Howard Edwards, Coatesvill­e.

Game or sport?

Video game competitio­ns should not be considered sports. They should be called E Games. Sport is “an activity involving physical exertion”. If we want to continue New Zealand’s proud tradition of high achievemen­t in both Olympics and Commonweal­th Games we need our young people to play sport. This is activity that involves running, jumping or throwing. Not sitting on a chair twiddling a few knobs. Oh, and by the way, I don’t consider darts to be a sport either. It is a game like pool or Monopoly.

Glen Stanton, Mairangi Bay.

Beyond 1984

Brian Rudman (Herald, August 14) is correct, it is appalling that the installati­on of all these cameras and all this technology to support them and (let’s be honest) facial recognitio­n in the next breath, could possibly happen without any political decision and without any chance for the public to take part in the debate.

In more senses than one, we are beyond 1984. This is yet another example of people in positions of power disregardi­ng the sanctity of human individual­ity.

It is time to take a leaf out of Hong Kong’s book and protest at the threatened loss of our freedom.

Peter Newfield, Takapuna.

Coroner’s report

It is disturbing to read of the letter, coauthored by Dr Johnston (Herald, August 14), in which the Coroner’s report on the death of Sapphire Williams is questioned — on the grounds of scientific accuracy. Is it perhaps to condone alcohol consumptio­n when pregnant, particular­ly of the amount mentioned?

Rather more importantl­y, pregnancy and alcohol do not mix and should never be encouraged.

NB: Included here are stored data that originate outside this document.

//! Store module - the document store the agents write event data to
//!
//! Documents are addressed by collection name and an equality filter. Updates
//! are expressed as atomic push / increment / set operations so concurrent
//! runs targeting the same event never read-modify-write shared fields.

pub mod memory;

pub use memory::MemoryStore;

use async_trait::async_trait;
use serde_json::{Map, Value};

use crate::core::Result;

/// A stored document
pub type Document = Map<String, Value>;

/// Collection holding one food document per event
pub const FOOD_COLLECTION: &str = "event_food";
/// Collection holding one license document per event
pub const LICENSE_COLLECTION: &str = "event_licenses";

/// Equality filter over (possibly dotted) field paths
#[derive(Debug, Clone, Default, PartialEq)]
pub struct Filter {
    conditions: Vec<(String, Value)>,
}

impl Filter {
    /// Match documents whose `field` equals `value`
    pub fn eq(field: impl Into<String>, value: impl Into<Value>) -> Self {
        Self::default().and(field, value)
    }

    /// Add another equality condition
    pub fn and(mut self, field: impl Into<String>, value: impl Into<Value>) -> Self {
        self.conditions.push((field.into(), value.into()));
        self
    }

    pub fn conditions(&self) -> &[(String, Value)] {
        &self.conditions
    }

    pub fn matches(&self, document: &Document) -> bool {
        self.conditions
            .iter()
            .all(|(path, expected)| get_path(document, path) == Some(expected))
    }
}

/// An atomic update applied to a single document
#[derive(Debug, Clone, Default, PartialEq)]
pub struct Update {
    /// Values appended to array fields (`$push` with `$each`)
    pub push: Vec<(String, Vec<Value>)>,
    /// Integer increments
    pub inc: Vec<(String, i64)>,
    /// Field assignments
    pub set: Vec<(String, Value)>,
    /// Field assignments applied only when the update inserts a new document
    pub set_on_insert: Vec<(String, Value)>,
}

impl Update {
    pub fn new() -> Self {
        Self::default()
    }

    pub fn push_each(mut self, field: impl Into<String>, values: Vec<Value>) -> Self {
        self.push.push((field.into(), values));
        self
    }

    pub fn inc(mut self, field: impl Into<String>, by: i64) -> Self {
        self.inc.push((field.into(), by));
        self
    }

    pub fn set(mut self, field: impl Into<String>, value: impl Into<Value>) -> Self {
        self.set.push((field.into(), value.into()));
        self
    }

    pub fn set_on_insert(mut self, field: impl Into<String>, value: impl Into<Value>) -> Self {
        self.set_on_insert.push((field.into(), value.into()));
        self
    }

    pub fn is_empty(&self) -> bool {
        self.push.is_empty()
            && self.inc.is_empty()
            && self.set.is_empty()
            && self.set_on_insert.is_empty()
    }
}

/// Outcome of an update
#[derive(Debug, Clone, Default, PartialEq, Eq)]
pub struct UpdateResult {
    pub matched: u64,
    pub modified: u64,
    /// Id of the document created by an upsert
    pub upserted_id: Option<String>,
}

/// Document store collaborator
///
/// No transactions span calls; each `update_one` must apply atomically.
#[async_trait]
pub trait DocumentStore: Send + Sync {
    /// Return the first document matching `filter`
    async fn find_one(&self, collection: &str, filter: &Filter) -> Result<Option<Document>>;

    /// Insert a document; returns its id
    async fn insert_one(&self, collection: &str, document: Document) -> Result<String>;

    /// Apply `update` to the first matching document, inserting one when
    /// nothing matches and `upsert` is set
    async fn update_one(
        &self,
        collection: &str,
        filter: &Filter,
        update: &Update,
        upsert: bool,
    ) -> Result<UpdateResult>;
}

/// Resolve a dotted path inside a document
pub fn get_path<'a>(document: &'a Document, path: &str) -> Option<&'a Value> {
    let mut parts = path.split('.');
    let first = parts.next()?;
    let mut current = document.get(first)?;
    for part in parts {
        current = current.as_object()?.get(part)?;
    }
    Some(current)
}

#[cfg(test)]
mod tests {
    use super::*;
    use serde_json::json;

    fn doc(value: Value) -> Document {
        value.as_object().cloned().unwrap()
    }

    #[test]
    fn test_filter_matches_dotted_paths() {
        let d = doc(json!({"event_id": "e1", "summary": {"status": "Planning"}}));
        assert!(Filter::eq("event_id", "e1").matches(&d));
        assert!(Filter::eq("event_id", "e1")
            .and("summary.status", "Planning")
            .matches(&d));
        assert!(!Filter::eq("event_id", "e2").matches(&d));
        assert!(!Filter::eq("missing.path", 1).matches(&d));
    }

    #[test]
    fn test_empty_filter_matches_everything() {
        assert!(Filter::default().matches(&Document::new()));
    }

    #[test]
    fn test_update_builder() {
        let update = Update::new()
            .push_each("menu_items", vec![json!({"name": "Soup"})])
            .inc("summary.menu_item_count", 1);
        assert!(!update.is_empty());
        assert_eq!(update.inc[0].1, 1);
        assert!(Update::new().is_empty());
    }
}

This is not being PC but simply sensible.

Premature infant and neo-natal deaths are too high now, as is the incidence of foetal-alcohol syndrome.

Dr Williams and her colleagues have not done obstetrics any service.

Dr Bryan Frost, Morrinsvil­le.

E scooters

The latest generation of rental e-scooters appearing in Auckland are largely dark coloured, making them difficult to see and a danger in poor light conditions.

When parked, they often blow/fall over, their protruding handlebars worsening the collision hazard for passersby.

It should be compulsory for rental bikes and scooters to have mostly reflective colours, especially at their extremitie­s, such as handlebars.

Matt McLean, Grey Lynn.

Breaking contracts

We have telephone and door-to-door salespeopl­e establishi­ng contracts for phone, electricit­y and other key services by cold calling people at home.

These are, in essence, verbal contracts and the discussion forms the basis of an individual’s understand­ing but is very difficult to prove later if things go wrong or a person wants to cancel.

In my view, where a contract is establishe­d by phone or door-to-door and the organisati­on provides services based on a monthly cycle, the notice period for exiting the contract should be no longer than one month without penalty.

I also believe that if banks can alter their interest rates in mortgage contracts by giving a period of notice, then the customer should also be allowed the same period to cancel their contract if required, without penalty.

Bill Cromwell, Welcome Bay.

Dump fees

Carrying a full load of broken fencing and hedge clippings from the bach at Whangapoua on a large double-axle trailer last Thursday, we decided to give the Thames tip a go. Imagine our surprise when the attendant said “that will be $15”.

As an example of the Thames Council’s enterprise, unwanted but still usable goods were sold (recycled) in a warehouse on the same grounds.

Something has to be rotten in the state of Denmark for Auckland Council to charge $120. Gary Hollis, Mellons Bay.